Así abandonó el sábado Zorrilla; pecho henchido, amplia sonrisa. Humilde en el verbo y alegre en la mirada, porque sabe que esto no ha hecho más que empezar, pero gozoso con que la afición le reconociera en pie su buen hacer. Daba igual que hace meses fueran 6.730 entonces y solo 1.226 más en esta ocasión. Lo importante es el agasajo.
A veces, cuando uno lo ve jugar, piensa en la batalla, como si fuera solo eso. Y si solo fuera eso no jugaría. Cabe remontarse a las palabras de Manu Ginobili tras la derrota ante Lituania en los últimos Juegos Olímpicos: «Pasa habitualmente en nuestro país –en el suyo y el nuestro–, pensamos que todo se gana con huevos, y no, se gana jugando bien; después le tienes que cargar huevos y coraje […]. No alcanza [con eso], hay que jugar bien también».
José se ha definido por su fe en estas tres primeras jornadas, pero no solo. Por su verticalidad, en un análisis a vuelapluma, poco detallado, a alguien le puede parecer que es lo que le define, y no. Lo que da sentido a su titularidad es la capacidad de filtrarse en diferentes zonas del campo y ser difícil de defender en todas ellas.
Sorpresivamente, está desplazando a Jaime Mata de su zona de influencia habitual, la central, hacia el costado izquierdo. Así lo ha querido Paco Herrera y por ahora el movimiento es certero: el madrileño está ofreciendo buenas actuaciones y el talaverano resulta una especie rara avis. No está obrando ni como nueve puro ni como falso; no es algo definido, es la definición en sí misma.
No se le adivina un campo de actuación exacto ni participa solamente en una de las fases del juego, y es ahí, en una indeterminación bien entendida, en que simplemente fluye, donde radica el éxito. El hambre y la confianza depositada por el técnico influyen también, claro está, como el estado de forma en el que se encuentra. Pero quizá, por encima de todo, si luce es porque su posición no es exacta.
Dio los tres puntos al equipo en la primera jornada, mantuvo su condición en las dos siguientes y en el ‘día de autos’ provocó el penalti que convertiría Mata en su primer tanto oficial con la casaca blanca y violeta. Más tarde se pronunciaría su presidente, Carlos Suárez: «Va a ser muy difícil quitarle la titularidad». Y no le falta razón.

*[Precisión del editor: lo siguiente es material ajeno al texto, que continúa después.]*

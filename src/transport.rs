//! Rate-limit aware HTTP executor for the remote vector API.
//!
//! Every logical request runs the same loop, at most `max_attempts` times:
//!
//! 1. **Check limit**: consult the shared [`RateLimitState`] and sleep
//!    proactively when the remaining budget is low.
//! 2. **Send**: one HTTP call with the configured timeout and the
//!    `Api-Key` header.
//! 3. **Classify** the outcome:
//!    - 2xx: record the rate-limit headers and return the JSON body
//!    - 429: mark the budget exhausted until `Retry-After` (default 90s),
//!      sleep at most 90s, retry
//!    - 5xx or a network error: retry after `min(2^(attempt-1), 60)` seconds
//!    - any other status: log it and return `Ok(None)`, no retry
//!
//! Running out of attempts yields [`TransportError::RetriesExhausted`].
//! Sleeping goes through a [`Sleeper`] so tests can observe delays
//! without waiting for them.

use async_trait::async_trait;
use chrono::Utc;
use reqwest::header::{HeaderMap, HeaderValue, ACCEPT, CONTENT_TYPE};
use reqwest::{Method, StatusCode, Url};
use serde::Serialize;
use serde_json::Value;
use std::sync::{Arc, Mutex};
use std::time::Duration;
use tracing::{debug, error, info, warn};

use crate::config::ApiConfig;
use crate::error::TransportError;
use crate::ratelimit::{RateLimitSnapshot, RateLimitState, DEFAULT_RETRY_AFTER, MAX_WAIT};

pub const RATE_LIMIT_REMAINING: &str = "X-RateLimit-Remaining";
pub const RETRY_AFTER: &str = "Retry-After";
pub const API_KEY_HEADER: &str = "Api-Key";

const MAX_BACKOFF_SECS: u64 = 60;

/// Delay before retrying after the given (1-based) failed attempt.
pub fn backoff(attempt: u32) -> Duration {
    let exp = attempt.saturating_sub(1).min(6);
    Duration::from_secs((1u64 << exp).min(MAX_BACKOFF_SECS))
}

#[async_trait]
pub trait Sleeper: Send + Sync {
    async fn sleep(&self, duration: Duration);
}

pub struct TokioSleeper;

#[async_trait]
impl Sleeper for TokioSleeper {
    async fn sleep(&self, duration: Duration) {
        tokio::time::sleep(duration).await;
    }
}

/// Records requested delays and returns immediately.
#[derive(Default)]
pub struct RecordingSleeper {
    slept: Mutex<Vec<Duration>>,
}

impl RecordingSleeper {
    pub fn new() -> Self {
        Self::default()
    }

    pub fn recorded(&self) -> Vec<Duration> {
        self.slept.lock().unwrap_or_else(|e| e.into_inner()).clone()
    }
}

#[async_trait]
impl Sleeper for RecordingSleeper {
    async fn sleep(&self, duration: Duration) {
        self.slept
            .lock()
            .unwrap_or_else(|e| e.into_inner())
            .push(duration);
    }
}

pub struct Transport {
    client: reqwest::Client,
    base_url: Url,
    api_key: HeaderValue,
    max_attempts: u32,
    rate_limit: RateLimitState,
    sleeper: Arc<dyn Sleeper>,
}

impl Transport {
    pub fn new(api: &ApiConfig, api_key: &str, rate_limit: RateLimitState) -> Result<Self, TransportError> {
        let mut base = api.base_url.clone();
        if !base.ends_with('/') {
            base.push('/');
        }
        let base_url = Url::parse(&base)
            .map_err(|e| TransportError::InvalidBaseUrl(api.base_url.clone(), e.to_string()))?;

        let mut api_key = HeaderValue::from_str(api_key)
            .map_err(|_| TransportError::InvalidHeader(API_KEY_HEADER.to_string()))?;
        api_key.set_sensitive(true);

        let client = reqwest::Client::builder()
            .timeout(Duration::from_secs(api.timeout_secs))
            .build()?;

        Ok(Self {
            client,
            base_url,
            api_key,
            max_attempts: api.max_attempts.max(1),
            rate_limit,
            sleeper: Arc::new(TokioSleeper),
        })
    }

    pub fn with_sleeper(mut self, sleeper: Arc<dyn Sleeper>) -> Self {
        self.sleeper = sleeper;
        self
    }

    pub fn rate_limit(&self) -> &RateLimitState {
        &self.rate_limit
    }

    pub async fn get(&self, path: &str) -> Result<Option<Value>, TransportError> {
        self.request::<Value>(Method::GET, path, None).await
    }

    pub async fn post<B: Serialize + ?Sized>(
        &self,
        path: &str,
        body: &B,
    ) -> Result<Option<Value>, TransportError> {
        self.request(Method::POST, path, Some(body)).await
    }

    pub async fn put<B: Serialize + ?Sized>(
        &self,
        path: &str,
        body: &B,
    ) -> Result<Option<Value>, TransportError> {
        self.request(Method::PUT, path, Some(body)).await
    }

    pub async fn patch<B: Serialize + ?Sized>(
        &self,
        path: &str,
        body: &B,
    ) -> Result<Option<Value>, TransportError> {
        self.request(Method::PATCH, path, Some(body)).await
    }

    pub async fn delete(&self, path: &str) -> Result<Option<Value>, TransportError> {
        self.request::<Value>(Method::DELETE, path, None).await
    }

    /// Run one logical request through the retry loop.
    ///
    /// `Ok(Some(body))` on success (`Value::Null` for an empty body),
    /// `Ok(None)` when the API rejected the request with a non-retryable status.
    #[tracing::instrument(skip(self, body), fields(method = %method))]
    pub async fn request<B: Serialize + ?Sized>(
        &self,
        method: Method,
        path: &str,
        body: Option<&B>,
    ) -> Result<Option<Value>, TransportError> {
        let url = self
            .base_url
            .join(path.trim_start_matches('/'))
            .map_err(|e| TransportError::InvalidBaseUrl(path.to_string(), e.to_string()))?;
        let payload = body.map(serde_json::to_vec).transpose()?;

        let mut last = String::from("no attempt made");

        for attempt in 1..=self.max_attempts {
            let retries_left = attempt < self.max_attempts;

            if let Some(delay) = self
                .rate_limit
                .check(Utc::now())
                .await
                .map_err(TransportError::Cache)?
            {
                info!(attempt, delay_secs = delay.as_secs_f64(), "rate limit preventive delay");
                self.sleeper.sleep(delay).await;
            }

            let mut request = self
                .client
                .request(method.clone(), url.clone())
                .header(ACCEPT, "application/json")
                .header(CONTENT_TYPE, "application/json")
                .header(API_KEY_HEADER, self.api_key.clone());
            if let Some(payload) = &payload {
                request = request.body(payload.clone());
            }

            let response = match request.send().await {
                Ok(response) => response,
                Err(e) => {
                    warn!(attempt, error = %e, "request failed, will retry");
                    last = e.to_string();
                    if retries_left {
                        self.sleeper.sleep(backoff(attempt)).await;
                    }
                    continue;
                }
            };

            let status = response.status();
            self.observe(response.headers()).await;

            if status == StatusCode::TOO_MANY_REQUESTS {
                let retry_after = header_secs(response.headers(), RETRY_AFTER)
                    .map(Duration::from_secs)
                    .unwrap_or(DEFAULT_RETRY_AFTER);
                warn!(attempt, retry_after_secs = retry_after.as_secs(), "rate limit exceeded");

                let snapshot = RateLimitSnapshot::exhausted(retry_after, Utc::now());
                if let Err(e) = self.rate_limit.record(&snapshot).await {
                    warn!(error = %e, "failed to store rate-limit snapshot");
                }

                last = status.to_string();
                if retries_left {
                    self.sleeper.sleep(retry_after.min(MAX_WAIT)).await;
                }
                continue;
            }

            if status.is_server_error() {
                warn!(attempt, status = status.as_u16(), "server error, will retry");
                last = format!("server error: {}", status);
                if retries_left {
                    self.sleeper.sleep(backoff(attempt)).await;
                }
                continue;
            }

            if !status.is_success() {
                let body = response.text().await.unwrap_or_default();
                error!(status = status.as_u16(), body = %body, "request rejected");
                return Ok(None);
            }

            let bytes = response.bytes().await?;
            if bytes.is_empty() {
                return Ok(Some(Value::Null));
            }
            return Ok(Some(serde_json::from_slice(&bytes)?));
        }

        Err(TransportError::RetriesExhausted {
            attempts: self.max_attempts,
            last,
        })
    }

    /// Record the budget reported by any response that carries it.
    async fn observe(&self, headers: &HeaderMap) {
        let Some(remaining) = header_i64(headers, RATE_LIMIT_REMAINING) else {
            return;
        };
        let retry_after = header_secs(headers, RETRY_AFTER)
            .map(Duration::from_secs)
            .unwrap_or(DEFAULT_RETRY_AFTER);

        let snapshot = RateLimitSnapshot::observed(remaining, retry_after, Utc::now());
        if let Err(e) = self.rate_limit.record(&snapshot).await {
            warn!(error = %e, "failed to store rate-limit snapshot");
        } else {
            debug!(remaining, "observed rate-limit headers");
        }
    }
}

fn header_i64(headers: &HeaderMap, name: &str) -> Option<i64> {
    headers.get(name)?.to_str().ok()?.trim().parse().ok()
}

fn header_secs(headers: &HeaderMap, name: &str) -> Option<u64> {
    header_i64(headers, name).map(|v| v.max(0) as u64)
}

Porque tiene ganas y fútbol, como demostró el curso pasado en los dos ratos en los que le permitieron hacerlo con el primer equipo y, sobre todo, en un filial que ,si quedaba alguna duda, ha confirmado que ya no es para él. «The show must go on», cantaba el cumpleañero y malogrado Freddie Mercury, y sí, el espectáculo debe continuar. En su caso, ya, con la afición en el bolsillo, con la promesa de, si sigue por este camino, convertirlo en el nuevo ídolo.